***** The records

//! SQLite schema definition, applied in explicit versioned steps
//!
//! Each step is gated on `PRAGMA user_version` at open, so re-opening an
//! up-to-date database applies nothing.

/// Version 1: base tables
pub const SCHEMA_V1: &str = r#"
-- Images: the authoritative image records
CREATE TABLE IF NOT EXISTS images (
    id TEXT PRIMARY KEY,
    filename TEXT NOT NULL,
    added TEXT NOT NULL
);

-- Annotations: catalog-side annotation rows
CREATE TABLE IF NOT EXISTS annotations (
    id TEXT PRIMARY KEY,
    image_id TEXT REFERENCES images(id),
    data TEXT,
    created TEXT NOT NULL
);

-- Versions: named dataset versions
CREATE TABLE IF NOT EXISTS versions (
    id INTEGER PRIMARY KEY AUTOINCREMENT,
    name TEXT,
    created TEXT NOT NULL
);
"#;

/// Version 2: original filenames and the append-only audit trail
pub const SCHEMA_V2: &str = r#"
ALTER TABLE images ADD COLUMN original_filename TEXT NOT NULL DEFAULT '';

-- Dataset history: append-only, one entry per catalog-affecting operation
CREATE TABLE IF NOT EXISTS dataset_history (
    id INTEGER PRIMARY KEY AUTOINCREMENT,
    timestamp TEXT NOT NULL,
    action TEXT NOT NULL,
    filename TEXT NOT NULL,
    original_filename TEXT NOT NULL,
    details TEXT
);
"#;

/// Current schema version; bump when adding a migration step
pub const SCHEMA_VERSION: i64 = 2;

**********

Task requirements ▸ Each line from the one containing "pub const SCHEMA_V2: &str" through the end of the listing above should be copied exactly, with no other line included.

Task response ▸
pub const SCHEMA_V2: &str = r#"
ALTER TABLE images ADD COLUMN original_filename TEXT NOT NULL DEFAULT '';

-- Dataset history: append-only, one entry per catalog-affecting operation
CREATE TABLE IF NOT EXISTS dataset_history (
    id INTEGER PRIMARY KEY AUTOINCREMENT,
    timestamp TEXT NOT NULL,
    action TEXT NOT NULL,
    filename TEXT NOT NULL,
    original_filename TEXT NOT NULL,
    details TEXT
);
"#;

/// Current schema version; bump when adding a migration step
pub const SCHEMA_VERSION: i64 = 2;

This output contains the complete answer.